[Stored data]
○ ○ ○ ○
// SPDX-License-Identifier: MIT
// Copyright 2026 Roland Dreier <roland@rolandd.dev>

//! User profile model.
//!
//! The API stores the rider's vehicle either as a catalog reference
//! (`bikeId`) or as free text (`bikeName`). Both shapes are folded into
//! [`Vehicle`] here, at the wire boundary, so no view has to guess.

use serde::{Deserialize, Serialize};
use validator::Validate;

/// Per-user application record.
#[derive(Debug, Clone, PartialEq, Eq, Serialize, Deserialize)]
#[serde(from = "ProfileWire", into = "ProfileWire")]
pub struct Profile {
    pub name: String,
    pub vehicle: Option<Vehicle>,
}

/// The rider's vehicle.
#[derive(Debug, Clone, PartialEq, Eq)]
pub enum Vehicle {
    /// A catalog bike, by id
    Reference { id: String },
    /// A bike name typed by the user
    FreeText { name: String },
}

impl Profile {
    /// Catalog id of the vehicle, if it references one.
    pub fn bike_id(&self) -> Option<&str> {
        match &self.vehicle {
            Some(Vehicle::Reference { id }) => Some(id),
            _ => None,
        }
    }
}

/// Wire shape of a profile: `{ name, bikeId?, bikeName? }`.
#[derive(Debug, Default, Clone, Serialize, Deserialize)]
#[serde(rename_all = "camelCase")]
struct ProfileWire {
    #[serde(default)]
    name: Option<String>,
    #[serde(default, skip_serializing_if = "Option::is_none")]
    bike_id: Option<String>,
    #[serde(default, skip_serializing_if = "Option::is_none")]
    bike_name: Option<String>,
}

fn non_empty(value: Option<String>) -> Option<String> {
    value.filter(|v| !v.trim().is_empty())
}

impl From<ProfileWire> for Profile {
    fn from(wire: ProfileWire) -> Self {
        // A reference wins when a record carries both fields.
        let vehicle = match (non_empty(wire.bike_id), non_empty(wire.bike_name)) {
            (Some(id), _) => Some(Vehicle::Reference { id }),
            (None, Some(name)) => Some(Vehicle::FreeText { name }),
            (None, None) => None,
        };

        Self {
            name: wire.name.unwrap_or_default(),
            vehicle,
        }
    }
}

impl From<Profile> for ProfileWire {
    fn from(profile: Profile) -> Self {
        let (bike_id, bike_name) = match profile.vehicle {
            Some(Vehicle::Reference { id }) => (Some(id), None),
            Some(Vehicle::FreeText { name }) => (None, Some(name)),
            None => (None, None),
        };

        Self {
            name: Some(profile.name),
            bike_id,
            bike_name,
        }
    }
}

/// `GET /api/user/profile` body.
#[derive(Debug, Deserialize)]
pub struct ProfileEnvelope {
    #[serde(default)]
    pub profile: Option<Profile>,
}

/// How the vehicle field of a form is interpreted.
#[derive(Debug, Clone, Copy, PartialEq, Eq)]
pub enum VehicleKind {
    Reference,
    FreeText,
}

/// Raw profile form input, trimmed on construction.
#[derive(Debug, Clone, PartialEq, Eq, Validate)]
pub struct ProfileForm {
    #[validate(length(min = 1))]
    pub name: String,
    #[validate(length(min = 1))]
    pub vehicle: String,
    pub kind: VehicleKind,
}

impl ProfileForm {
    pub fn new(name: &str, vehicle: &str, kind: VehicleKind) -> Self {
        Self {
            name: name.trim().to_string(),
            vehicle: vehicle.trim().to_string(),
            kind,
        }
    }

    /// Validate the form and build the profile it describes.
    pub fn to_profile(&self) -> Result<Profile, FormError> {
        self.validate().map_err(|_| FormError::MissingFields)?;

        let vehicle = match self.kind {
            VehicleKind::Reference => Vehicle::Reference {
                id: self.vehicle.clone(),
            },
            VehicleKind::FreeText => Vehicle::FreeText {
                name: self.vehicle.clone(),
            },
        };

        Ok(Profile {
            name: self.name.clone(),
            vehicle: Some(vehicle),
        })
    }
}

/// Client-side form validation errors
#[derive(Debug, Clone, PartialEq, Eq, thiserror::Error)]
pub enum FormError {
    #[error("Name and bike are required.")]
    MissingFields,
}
○ ○ ○ ○
**About this task**
Wherever "ProfileWire" appears in a line of the entries, copy that line.

**Exercise output**
#[serde(from = "ProfileWire", into = "ProfileWire")]
struct ProfileWire {
impl From<ProfileWire> for Profile {
    fn from(wire: ProfileWire) -> Self {
impl From<Profile> for ProfileWire {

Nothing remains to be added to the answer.